Akut gut artrit (ayrıca kalsiyum pirofosfat birikmesi):
Profilaktik olarak (krizlerin sıklığını ve şiddetini azaltmak için sürekli olarak): Başlangıçta günde bir defa 1 kaplı tablet kullanılır. Gerekirse doz günde iki defa l’er kaplı tablete çıkarılabilir. Hafif şiddetteki durumlarda haftada 1–4 defa l’er kaplı tablet kullanımı yeterli olabilir.
Akut atak durumunda:
Başlangıçta 1 mg (2 tablet), ardından 1 saat sonra 0,5 mg (1 tablet). 12 saat boyunca başka tablet alınmamalıdır.
Kronik gut artriti hastalarında; ürat düşürücü tedavi (ÜDT) veya ürikosürik ilaçla tedaviye başlama sırasında kolşisin ile gut atağı profilaksisi (günde iki kez 0,5 mg) akut alevlenme sıklığı ve şiddetinin yanı sıra rekürren alevlenme olasılığını azaltmıştır. Klinik verilere dayalı olarak, tedavi 6 aya kadar devam edebilir. Tedavi süresi, alevlenme sıklığı, gut hastalığı süresi, tofüs varlığı ve büyüklüğü gibi faktörler değerlendirilip kararlaştırılmalıdır.

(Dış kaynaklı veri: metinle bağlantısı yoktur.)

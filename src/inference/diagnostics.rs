//! Convergence diagnostics computed from raw chains.
//!
//! - split-R-hat (each chain halved, so a single chain still yields two sequences),
//! - bulk ESS on rank-normalised split chains (variogram autocorrelation with
//!   Geyer's initial monotone sequence),
//! - tail ESS from 5% / 95% quantile indicator chains,
//! - lagged autocorrelation, E-BFMI, divergence and tree-depth counts.
//!
//! Violations become [`Warning`]s; nothing here fails a fit.

use std::fmt;

use serde::{Deserialize, Serialize};
use statrs::function::erf::erf_inv;
use thiserror::Error;

use super::chain::Chain;
use crate::utils::{percentile, sample_variance, usize_to_f64};

/// Errors for malformed diagnostic inputs.
#[derive(Debug, Error, Clone, PartialEq, Eq)]
pub enum DiagnosticsError {
    #[error("at least one chain is required")]
    NoChains,
    #[error("each chain must retain at least {minimum} draws; minimum found {found}")]
    InsufficientDraws { minimum: usize, found: usize },
    #[error("parameter dimensions differ across chains or names")]
    InconsistentDimensions,
}

/// Non-fatal issues attached to fits and LOO results.
#[derive(Debug, Clone, PartialEq, Serialize, Deserialize)]
pub enum Warning {
    SamplingDivergence {
        chain: usize,
        count: usize,
    },
    ConvergenceWarning {
        parameter: String,
        rhat: f64,
        ess_bulk: f64,
    },
    TreeDepthSaturation {
        chain: usize,
        count: usize,
    },
    LowEbfmi {
        chain: usize,
        ebfmi: f64,
    },
    UnreliableLooEstimate {
        observation: usize,
        pareto_k: f64,
    },
}

impl fmt::Display for Warning {
    fn fmt(&self, f: &mut fmt::Formatter<'_>) -> fmt::Result {
        match self {
            Self::SamplingDivergence { chain, count } => {
                write!(f, "chain {chain}: {count} divergent transitions")
            }
            Self::ConvergenceWarning {
                parameter,
                rhat,
                ess_bulk,
            } => write!(
                f,
                "{parameter}: R-hat {rhat:.3}, bulk ESS {ess_bulk:.0} outside thresholds"
            ),
            Self::TreeDepthSaturation { chain, count } => {
                write!(f, "chain {chain}: {count} transitions hit the maximum tree depth")
            }
            Self::LowEbfmi { chain, ebfmi } => write!(f, "chain {chain}: E-BFMI {ebfmi:.3}"),
            Self::UnreliableLooEstimate {
                observation,
                pareto_k,
            } => write!(f, "observation {observation}: Pareto k {pareto_k:.2}"),
        }
    }
}

/// Thresholds that turn diagnostics into warnings.
#[derive(Debug, Clone, Copy, PartialEq, Serialize, Deserialize)]
pub struct ConvergenceThresholds {
    pub max_rhat: f64,
    /// Bulk ESS must reach this many draws per chain.
    pub min_ess_per_chain: f64,
    pub max_lag: usize,
    pub min_ebfmi: f64,
}

impl Default for ConvergenceThresholds {
    fn default() -> Self {
        Self {
            max_rhat: 1.01,
            min_ess_per_chain: 400.0,
            max_lag: 20,
            min_ebfmi: 0.3,
        }
    }
}

/// Diagnostics for one scalar parameter.
#[derive(Debug, Clone, PartialEq, Serialize, Deserialize)]
pub struct ParameterDiagnostics {
    pub name: String,
    pub rhat: f64,
    pub ess_bulk: f64,
    pub ess_tail: f64,
    /// Chain-averaged autocorrelation at lags `1..=max_lag`.
    pub autocorrelation: Vec<f64>,
}

/// Run-level convergence report.
#[derive(Debug, Clone, PartialEq, Serialize, Deserialize)]
pub struct ConvergenceSummary {
    pub chain_count: usize,
    pub draws_per_chain_used: usize,
    pub parameters: Vec<ParameterDiagnostics>,
    pub divergences: usize,
    pub divergence_rate: f64,
    pub max_tree_depth_hits: usize,
    pub ebfmi: Vec<f64>,
    pub max_rhat: Option<f64>,
    pub min_ess_bulk: Option<f64>,
    pub warnings: Vec<Warning>,
}

impl ConvergenceSummary {
    /// No divergences and every parameter within the R-hat and ESS thresholds.
    #[must_use]
    pub fn is_converged(&self) -> bool {
        self.divergences == 0
            && !self
                .warnings
                .iter()
                .any(|warning| matches!(warning, Warning::ConvergenceWarning { .. }))
    }

    #[must_use]
    pub fn parameter(&self, name: &str) -> Option<&ParameterDiagnostics> {
        self.parameters.iter().find(|param| param.name == name)
    }
}

/// Lag-`k` autocorrelation for a scalar chain.
#[must_use]
pub fn autocorrelation(series: &[f64], lag: usize) -> f64 {
    if series.is_empty() || lag >= series.len() {
        return 0.0;
    }

    let n = series.len() - lag;
    let mean = series.iter().sum::<f64>() / usize_to_f64(series.len());

    let mut numerator = 0.0;
    let mut denominator = 0.0;

    for value in series {
        let centered = value - mean;
        denominator += centered * centered;
    }

    if denominator <= 0.0 {
        return 0.0;
    }

    for idx in 0..n {
        numerator += (series[idx] - mean) * (series[idx + lag] - mean);
    }

    numerator / denominator
}

/// Autocorrelation at lags `1..=max_lag`, averaged over chains.
#[must_use]
pub fn autocorrelation_function(chains: &[Vec<f64>], max_lag: usize) -> Vec<f64> {
    if chains.is_empty() {
        return vec![0.0; max_lag];
    }
    (1..=max_lag)
        .map(|lag| {
            chains
                .iter()
                .map(|chain| autocorrelation(chain, lag))
                .sum::<f64>()
                / usize_to_f64(chains.len())
        })
        .collect()
}

/// Split-R-hat over chains truncated to a common even length.
///
/// # Errors
///
/// Returns `DiagnosticsError` if there are no chains or fewer than four draws per chain.
pub fn split_rhat(chains: &[Vec<f64>]) -> Result<f64, DiagnosticsError> {
    let halves = split_halves(chains)?;
    Ok(rhat_of_sequences(&halves))
}

/// Bulk effective sample size over all chains.
///
/// # Errors
///
/// Returns `DiagnosticsError` if there are no chains or fewer than four draws per chain.
pub fn effective_sample_size(chains: &[Vec<f64>]) -> Result<f64, DiagnosticsError> {
    let halves = split_halves(chains)?;
    Ok(ess_of_sequences(&rank_normalize(&halves)))
}

/// Tail effective sample size: the smaller ESS of the 5% and 95% indicator chains.
///
/// # Errors
///
/// Returns `DiagnosticsError` if there are no chains or fewer than four draws per chain.
pub fn tail_effective_sample_size(chains: &[Vec<f64>]) -> Result<f64, DiagnosticsError> {
    let halves = split_halves(chains)?;
    let mut pooled = halves.iter().flatten().copied().collect::<Vec<_>>();
    pooled.sort_by(f64::total_cmp);
    let lower_cut = percentile(&pooled, 0.05);
    let upper_cut = percentile(&pooled, 0.95);

    let indicator = |keep: &dyn Fn(f64) -> bool| {
        halves
            .iter()
            .map(|half| {
                half.iter()
                    .map(|value| if keep(*value) { 1.0 } else { 0.0 })
                    .collect::<Vec<_>>()
            })
            .collect::<Vec<_>>()
    };
    let lower = indicator(&|value| value <= lower_cut);
    let upper = indicator(&|value| value >= upper_cut);
    Ok(ess_of_sequences(&lower).min(ess_of_sequences(&upper)))
}

/// Energy Bayesian fraction of missing information for one chain.
#[must_use]
pub fn ebfmi(energies: &[f64]) -> f64 {
    if energies.len() < 2 {
        return f64::NAN;
    }
    let mean = energies.iter().sum::<f64>() / usize_to_f64(energies.len());
    let denominator = energies
        .iter()
        .map(|energy| (energy - mean) * (energy - mean))
        .sum::<f64>();
    if denominator <= 0.0 {
        return f64::NAN;
    }
    let numerator = energies
        .windows(2)
        .map(|pair| (pair[1] - pair[0]) * (pair[1] - pair[0]))
        .sum::<f64>();
    numerator / denominator
}

/// One `SamplingDivergence` warning per chain with divergent transitions.
#[must_use]
pub fn divergence_warnings(chains: &[Chain]) -> Vec<Warning> {
    chains
        .iter()
        .filter(|chain| chain.divergences() > 0)
        .map(|chain| Warning::SamplingDivergence {
            chain: chain.chain_id,
            count: chain.divergences(),
        })
        .collect()
}

/// Summarize convergence for every stored parameter of a set of chains.
///
/// # Errors
///
/// Returns `DiagnosticsError` if chains are missing, too short, or disagree with `names`.
pub fn summarize_convergence(
    chains: &[Chain],
    names: &[String],
    thresholds: ConvergenceThresholds,
    max_tree_depth: usize,
) -> Result<ConvergenceSummary, DiagnosticsError> {
    if chains.is_empty() {
        return Err(DiagnosticsError::NoChains);
    }
    let min_draws = chains.iter().map(Chain::len).min().unwrap_or(0);
    let draws_per_chain_used = min_draws - (min_draws % 2);
    if draws_per_chain_used < 4 {
        return Err(DiagnosticsError::InsufficientDraws {
            minimum: 4,
            found: draws_per_chain_used,
        });
    }
    if chains
        .iter()
        .flat_map(|chain| chain.draws.iter())
        .any(|draw| draw.len() != names.len())
    {
        return Err(DiagnosticsError::InconsistentDimensions);
    }

    let mut warnings = Vec::new();
    let min_ess = thresholds.min_ess_per_chain * usize_to_f64(chains.len());

    let mut parameters = Vec::with_capacity(names.len());
    for (index, name) in names.iter().enumerate() {
        let traces = chains
            .iter()
            .map(|chain| {
                chain
                    .draws
                    .iter()
                    .take(draws_per_chain_used)
                    .map(|draw| draw[index])
                    .collect::<Vec<_>>()
            })
            .collect::<Vec<_>>();
        let rhat = split_rhat(&traces)?;
        let ess_bulk = effective_sample_size(&traces)?;
        let ess_tail = tail_effective_sample_size(&traces)?;
        if !(rhat <= thresholds.max_rhat && ess_bulk >= min_ess) {
            log::warn!(
                "{name}: split R-hat {rhat:.4}, bulk ESS {ess_bulk:.1} (wanted <= {:.3}, >= {min_ess:.0})",
                thresholds.max_rhat
            );
            warnings.push(Warning::ConvergenceWarning {
                parameter: name.clone(),
                rhat,
                ess_bulk,
            });
        }
        parameters.push(ParameterDiagnostics {
            name: name.clone(),
            rhat,
            ess_bulk,
            ess_tail,
            autocorrelation: autocorrelation_function(&traces, thresholds.max_lag),
        });
    }

    let mut divergences = 0;
    let mut max_tree_depth_hits = 0;
    let mut ebfmi_values = Vec::with_capacity(chains.len());
    warnings.extend(divergence_warnings(chains));
    for chain in chains {
        divergences += chain.divergences();

        let saturated = chain
            .stats
            .iter()
            .filter(|stats| stats.tree_depth >= max_tree_depth)
            .count();
        if saturated > 0 {
            warnings.push(Warning::TreeDepthSaturation {
                chain: chain.chain_id,
                count: saturated,
            });
        }
        max_tree_depth_hits += saturated;

        let chain_ebfmi = ebfmi(&chain.energies());
        // Constant energies give NaN, which is reported rather than passed.
        if chain_ebfmi.is_nan() || chain_ebfmi < thresholds.min_ebfmi {
            log::warn!("chain {}: E-BFMI {chain_ebfmi:.3}", chain.chain_id);
            warnings.push(Warning::LowEbfmi {
                chain: chain.chain_id,
                ebfmi: chain_ebfmi,
            });
        }
        ebfmi_values.push(chain_ebfmi);
    }

    let total_draws: usize = chains.iter().map(Chain::len).sum();
    let max_rhat = parameters
        .iter()
        .map(|param| param.rhat)
        .max_by(f64::total_cmp);
    let min_ess_bulk = parameters
        .iter()
        .map(|param| param.ess_bulk)
        .min_by(f64::total_cmp);

    Ok(ConvergenceSummary {
        chain_count: chains.len(),
        draws_per_chain_used,
        parameters,
        divergences,
        divergence_rate: usize_to_f64(divergences) / usize_to_f64(total_draws.max(1)),
        max_tree_depth_hits,
        ebfmi: ebfmi_values,
        max_rhat,
        min_ess_bulk,
        warnings,
    })
}
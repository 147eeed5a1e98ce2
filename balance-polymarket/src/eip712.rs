//! EIP-712 typed data signing for Polymarket L1 authentication
//!
//! The CLOB accepts a `ClobAuth` signature as proof of wallet ownership
//! when creating or deriving API keys.

use alloy::primitives::U256;
use alloy::sol;
use alloy::sol_types::{SolStruct, eip712_domain};

use crate::types::Result;
use crate::wallet::TradingWallet;

/// The fixed message for CLOB auth
const CLOB_AUTH_MESSAGE: &str = "This message attests that I control the given wallet";

// IMPORTANT: Alloy's sol! macro allows "address address;" syntax which produces
// the correct EIP-712 type hash "ClobAuth(address address,string timestamp,uint256 nonce,string message)"
sol! {
    struct ClobAuth {
        address address;
        string timestamp;
        uint256 nonce;
        string message;
    }
}

/// Get the EIP-712 domain for ClobAuth on the given chain
fn clob_auth_domain(chain_id: u64) -> alloy::sol_types::Eip712Domain {
    eip712_domain! {
        name: "ClobAuthDomain",
        version: "1",
        chain_id: chain_id,
    }
}

impl TradingWallet {
    /// Sign an L1 authentication message using EIP-712 typed data
    ///
    /// Used for creating or deriving API keys.
    pub async fn sign_l1_auth(&self, timestamp: u64, nonce: u64, chain_id: u64) -> Result<String> {
        let clob_auth = ClobAuth {
            address: self.address(),
            timestamp: timestamp.to_string(),
            nonce: U256::from(nonce),
            message: CLOB_AUTH_MESSAGE.to_string(),
        };

        let signing_hash = clob_auth.eip712_signing_hash(&clob_auth_domain(chain_id));
        tracing::debug!("L1 auth signing hash: 0x{}", hex::encode(signing_hash));

        let signature = self.sign_hash(signing_hash).await?;
        Ok(format!("0x{}", hex::encode(signature.as_bytes())))
    }
}

/// Get current timestamp in seconds
pub fn current_timestamp() -> u64 {
    std::time::SystemTime::now()
        .duration_since(std::time::UNIX_EPOCH)
        .map(|d| d.as_secs())
        .unwrap_or_default()
}

#[cfg(test)]
mod tests {
    use super::*;
    use crate::types::POLYGON_CHAIN_ID;

    const TEST_KEY: &str = "0xac0974bec39a17e36ba4a6b4d238ff944bacb478cbed5efcae784d7bf4f2ff80";

    #[tokio::test]
    async fn test_sign_l1_auth() {
        let wallet = TradingWallet::from_private_key(TEST_KEY).unwrap();

        let signature = wallet
            .sign_l1_auth(1700000000, 0, POLYGON_CHAIN_ID)
            .await
            .unwrap();
        assert!(signature.starts_with("0x"));
        // 65 bytes = 130 hex chars + "0x" prefix
        assert_eq!(signature.len(), 132);
    }

    #[tokio::test]
    async fn test_l1_signature_is_deterministic() {
        let wallet = TradingWallet::from_private_key(TEST_KEY).unwrap();
        let a = wallet.sign_l1_auth(1700000000, 0, POLYGON_CHAIN_ID).await.unwrap();
        let b = wallet.sign_l1_auth(1700000000, 0, POLYGON_CHAIN_ID).await.unwrap();
        assert_eq!(a, b);

        let other_chain = wallet.sign_l1_auth(1700000000, 0, 80002).await.unwrap();
        assert_ne!(a, other_chain);
    }

    #[test]
    fn test_domain_binds_chain() {
        let domain = clob_auth_domain(POLYGON_CHAIN_ID);
        assert_eq!(domain.chain_id, Some(U256::from(POLYGON_CHAIN_ID)));
    }
}
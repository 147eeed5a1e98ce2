//! Command flows
//!
//! Every flow either fully succeeds or returns the first error unchanged.

pub mod assets;
pub mod paypay_balance;
pub mod paypay_history;
pub mod paypay_login;
pub mod polymarket_keys;
//! Shell export rendering for credential bundles
//!
//! Bootstrap commands print their credentials as `export NAME=value`
//! lines so the output can be fed straight to `eval`.

use std::fmt;
use std::io::{self, Write};

/// A single `export NAME=value` assignment
#[derive(Debug, Clone, PartialEq, Eq)]
pub struct EnvExport {
    pub name: String,
    pub value: String,
    /// Wrap the value in double quotes
    pub quoted: bool,
}

impl EnvExport {
    pub fn new(name: impl Into<String>, value: impl Into<String>) -> Self {
        Self {
            name: name.into(),
            value: value.into(),
            quoted: false,
        }
    }

    pub fn quoted(name: impl Into<String>, value: impl Into<String>) -> Self {
        Self {
            name: name.into(),
            value: value.into(),
            quoted: true,
        }
    }
}

impl fmt::Display for EnvExport {
    fn fmt(&self, f: &mut fmt::Formatter<'_>) -> fmt::Result {
        if self.quoted {
            write!(f, "export {}=\"{}\"", self.name, self.value)
        } else {
            write!(f, "export {}={}", self.name, self.value)
        }
    }
}

/// A credential bundle that can be printed as shell exports
pub trait ExportVars {
    /// Assignments in the order they should be printed
    fn export_vars(&self) -> Vec<EnvExport>;
}

/// Write every export line of a bundle, one per line
pub fn write_exports<W: Write>(out: &mut W, bundle: &impl ExportVars) -> io::Result<()> {
    for export in bundle.export_vars() {
        writeln!(out, "{}", export)?;
    }
    Ok(())
}

#[cfg(test)]
mod tests {
    use super::*;

    struct Pair;

    impl ExportVars for Pair {
        fn export_vars(&self) -> Vec<EnvExport> {
            vec![EnvExport::new("A", "1"), EnvExport::quoted("B", "two words")]
        }
    }

    #[test]
    fn test_display() {
        assert_eq!(EnvExport::new("KEY", "abc").to_string(), "export KEY=abc");
        assert_eq!(
            EnvExport::quoted("SECRET", "x=y").to_string(),
            "export SECRET=\"x=y\""
        );
    }

    #[test]
    fn test_write_exports_keeps_order() {
        let mut out = Vec::new();
        write_exports(&mut out, &Pair).unwrap();
        assert_eq!(
            String::from_utf8(out).unwrap(),
            "export A=1\nexport B=\"two words\"\n"
        );
    }
}
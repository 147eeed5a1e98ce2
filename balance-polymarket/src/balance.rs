//! Cash and position value for the Polymarket wallet
//!
//! Cash is the USDC.e balance of the proxy wallet on Polygon, read through the
//! Etherscan V2 multichain API. Position value comes from the public Data API.
//! Both are converted to JPY with a fixed rate.

use std::time::Duration;

use async_trait::async_trait;
use balance_core::{
    Asset, AssetSource, BalanceError, BalanceResult, Source, optional_env, require_env,
};
use rust_decimal::Decimal;
use tracing::{debug, info};

use crate::types::{
    ClobError, PortfolioValue, Result, TokenBalanceResponse, DATA_API_BASE, ETHERSCAN_API_BASE,
    POLYGON_CHAIN_ID, USDC_ADDRESS,
};

/// USDC has 6 decimals
const USDC_DECIMALS: u32 = 6;

/// JPY per USD when `POLYMARKET_JPY_RATE` is not set
pub const DEFAULT_JPY_RATE: u32 = 150;

pub const ADDRESS_ENV: &str = "POLYGON_ADDRESS";
pub const API_KEY_ENV: &str = "POLYSCAN_API_KEY";
pub const JPY_RATE_ENV: &str = "POLYMARKET_JPY_RATE";

// ============================================================================
// Configuration
// ============================================================================

#[derive(Clone)]
pub struct PolymarketConfig {
    /// Polygon address holding the USDC and positions
    pub address: String,
    /// Etherscan API key (V2 keys work across chains)
    pub api_key: String,
    pub jpy_rate: Decimal,
}

impl PolymarketConfig {
    pub fn new(address: impl Into<String>, api_key: impl Into<String>) -> Self {
        Self {
            address: address.into(),
            api_key: api_key.into(),
            jpy_rate: Decimal::from(DEFAULT_JPY_RATE),
        }
    }

    pub fn with_jpy_rate(mut self, jpy_rate: Decimal) -> Self {
        self.jpy_rate = jpy_rate;
        self
    }

    pub fn from_env() -> BalanceResult<Self> {
        let address = require_env(ADDRESS_ENV)?;
        let api_key = require_env(API_KEY_ENV)?;
        let config = Self::new(address, api_key);

        match optional_env(JPY_RATE_ENV) {
            Some(rate) => {
                let rate = rate.trim().parse::<Decimal>().map_err(|e| {
                    BalanceError::config(format!("{} is not a number: {}", JPY_RATE_ENV, e))
                })?;
                Ok(config.with_jpy_rate(rate))
            }
            None => Ok(config),
        }
    }
}

impl std::fmt::Debug for PolymarketConfig {
    fn fmt(&self, f: &mut std::fmt::Formatter<'_>) -> std::fmt::Result {
        f.debug_struct("PolymarketConfig")
            .field("address", &self.address)
            .field("api_key", &"[REDACTED]")
            .field("jpy_rate", &self.jpy_rate)
            .finish()
    }
}

// ============================================================================
// Balance Client
// ============================================================================

/// Reads cash and position value for one address
pub struct BalanceClient {
    http_client: reqwest::Client,
    etherscan_url: String,
    data_api_url: String,
}

impl BalanceClient {
    pub fn new() -> Self {
        let http_client = reqwest::Client::builder()
            .timeout(Duration::from_secs(30))
            .build()
            .unwrap_or_else(|_| reqwest::Client::new());

        Self {
            http_client,
            etherscan_url: ETHERSCAN_API_BASE.to_string(),
            data_api_url: DATA_API_BASE.to_string(),
        }
    }

    /// USDC.e balance in USD
    pub async fn get_usdc_balance(&self, address: &str, api_key: &str) -> Result<Decimal> {
        let chain_id = POLYGON_CHAIN_ID.to_string();
        debug!("Fetching USDC balance for {}", address);

        let response = self
            .http_client
            .get(&self.etherscan_url)
            .query(&[
                ("chainid", chain_id.as_str()),
                ("module", "account"),
                ("action", "tokenbalance"),
                ("contractaddress", USDC_ADDRESS),
                ("address", address),
                ("tag", "latest"),
                ("apikey", api_key),
            ])
            .send()
            .await?;

        if !response.status().is_success() {
            let status = response.status();
            let body = response.text().await.unwrap_or_default();
            return Err(ClobError::Api(format!(
                "Etherscan request failed: {} - {}",
                status, body
            )));
        }

        let balance: TokenBalanceResponse = response.json().await?;
        let raw = token_balance_result(balance)?;
        usdc_to_decimal(&raw)
    }

    /// Current value of all open positions in USD
    pub async fn get_position_value(&self, address: &str) -> Result<Decimal> {
        let url = format!("{}/value", self.data_api_url);
        debug!("Fetching position value for {}", address);

        let response = self
            .http_client
            .get(&url)
            .query(&[("user", address)])
            .send()
            .await?;

        if !response.status().is_success() {
            let status = response.status();
            let body = response.text().await.unwrap_or_default();
            return Err(ClobError::Api(format!(
                "Data API request failed: {} - {}",
                status, body
            )));
        }

        let values: Vec<PortfolioValue> = response.json().await?;
        first_value(&values)
    }
}

impl Default for BalanceClient {
    fn default() -> Self {
        Self::new()
    }
}

fn token_balance_result(response: TokenBalanceResponse) -> Result<String> {
    if response.status != "1" {
        let reason = response
            .result
            .or(response.message)
            .unwrap_or_else(|| "unknown error".to_string());
        return Err(ClobError::Api(format!("Etherscan error: {}", reason)));
    }

    response
        .result
        .ok_or_else(|| ClobError::Api("No result in Etherscan response".to_string()))
}

fn first_value(values: &[PortfolioValue]) -> Result<Decimal> {
    let entry = values
        .first()
        .ok_or_else(|| ClobError::from(BalanceError::missing_field("[0].value")))?;

    Decimal::try_from(entry.value)
        .map_err(|e| ClobError::Api(format!("Invalid position value {}: {}", entry.value, e)))
}

/// Convert a raw USDC amount (smallest units) to USD
pub fn usdc_to_decimal(raw: &str) -> Result<Decimal> {
    let raw = raw
        .trim()
        .parse::<i128>()
        .map_err(|e| ClobError::Api(format!("Invalid token balance {:?}: {}", raw, e)))?;

    Ok(Decimal::from_i128_with_scale(raw, USDC_DECIMALS).normalize())
}

// ============================================================================
// Asset Source
// ============================================================================

pub struct PolymarketSource {
    config: PolymarketConfig,
    client: BalanceClient,
}

impl PolymarketSource {
    pub fn new(config: PolymarketConfig) -> Self {
        Self {
            config,
            client: BalanceClient::new(),
        }
    }

    pub fn from_env() -> BalanceResult<Self> {
        Ok(Self::new(PolymarketConfig::from_env()?))
    }

    async fn cash(&self) -> BalanceResult<Decimal> {
        let usd = self
            .client
            .get_usdc_balance(&self.config.address, &self.config.api_key)
            .await?;
        Ok(to_jpy(usd, self.config.jpy_rate))
    }

    async fn position(&self) -> BalanceResult<Decimal> {
        let usd = self.client.get_position_value(&self.config.address).await?;
        Ok(to_jpy(usd, self.config.jpy_rate))
    }
}

fn to_jpy(usd: Decimal, rate: Decimal) -> Decimal {
    (usd * rate).normalize()
}

#[async_trait]
impl AssetSource for PolymarketSource {
    fn source(&self) -> Source {
        Source::Polymarket
    }

    async fn fetch_total(&self) -> BalanceResult<Decimal> {
        let cash = self.cash().await?;
        let position = self.position().await?;
        Ok(cash + position)
    }

    async fn fetch_assets(&self) -> BalanceResult<Vec<Asset>> {
        let cash = self.cash().await?;
        let position = self.position().await?;
        info!("Polymarket cash {} JPY, positions {} JPY", cash, position);

        Ok(vec![Asset::new("Cash", cash), Asset::new("Position", position)])
    }
}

Ailevi Akdeniz Ateşi ve amiloidoz baskılanmasında:
Profilaktik amaçla: Önce günde 1 defa 1 kaplı tablet verilir. Gerekiyorsa ve doz tolere edilebiliyorsa günde 2 mg’a kadar toplam doz bölünerek verilebilir. 2 veya 3’e bölünmek suretiyle toplam 2 mg’a kadar günlük dozlara çıkılabilir. Ancak bu hastalarda profilaktik kolşisinin amiloidozu önlediği gösterilmiş olduğundan tedavinin bırakılmaması tavsiye edilmektedir.
Kolşisin, Ailevi Akdeniz Ateşi ve amiloidoz ilişkili ataklarının önlenmesinde çok etkilidir.
Başlangıç dozu, 5 yaşından küçük çocuklar için <0,5 mg/gün (eğer tabletler 0,6 mg içeriyorsa <0,6 mg/gün), 5 ila 10 yaş arası çocuklar için 0,5–1,0 mg/gün (eğer tabletler 0,6 mg içeriyorsa 1,2 mg/gün), 10 yaşından büyük çocuklar ve yetişkinler için 1,0–1,5 mg/gün (eğer tabletler 0,6 mg içeriyorsa 1,8 mg/gün)’dür. Daha önceden bu komplikasyonlara sahip olan (örneğin amiloidoz) veya daha yüksek hastalık aktivitesine sahip hastalarda, daha yüksek dozlar başlatılabilir.
Behçet Hastalığında:
Günde 2 veya 3 kez 1 tablet olarak kullanılır.
Uygulama şekli:
Ağızdan uygulanır.
Özel popülasyonlara ilişkin ek bilgiler:
Böbrek/Karaciğer yetmezliği:
Böbrek fonksiyon yetmezliği (kreatin klerensi 10 – 50 mL/dk arasında olanlarda) olan erişkinlerde doz:
Profilaktik kullanım için: Günde bir defa 1 kaplı tablet (Akut gut artriti alevlenmesi, Ailevi Akdeniz Ateşi hastalığı).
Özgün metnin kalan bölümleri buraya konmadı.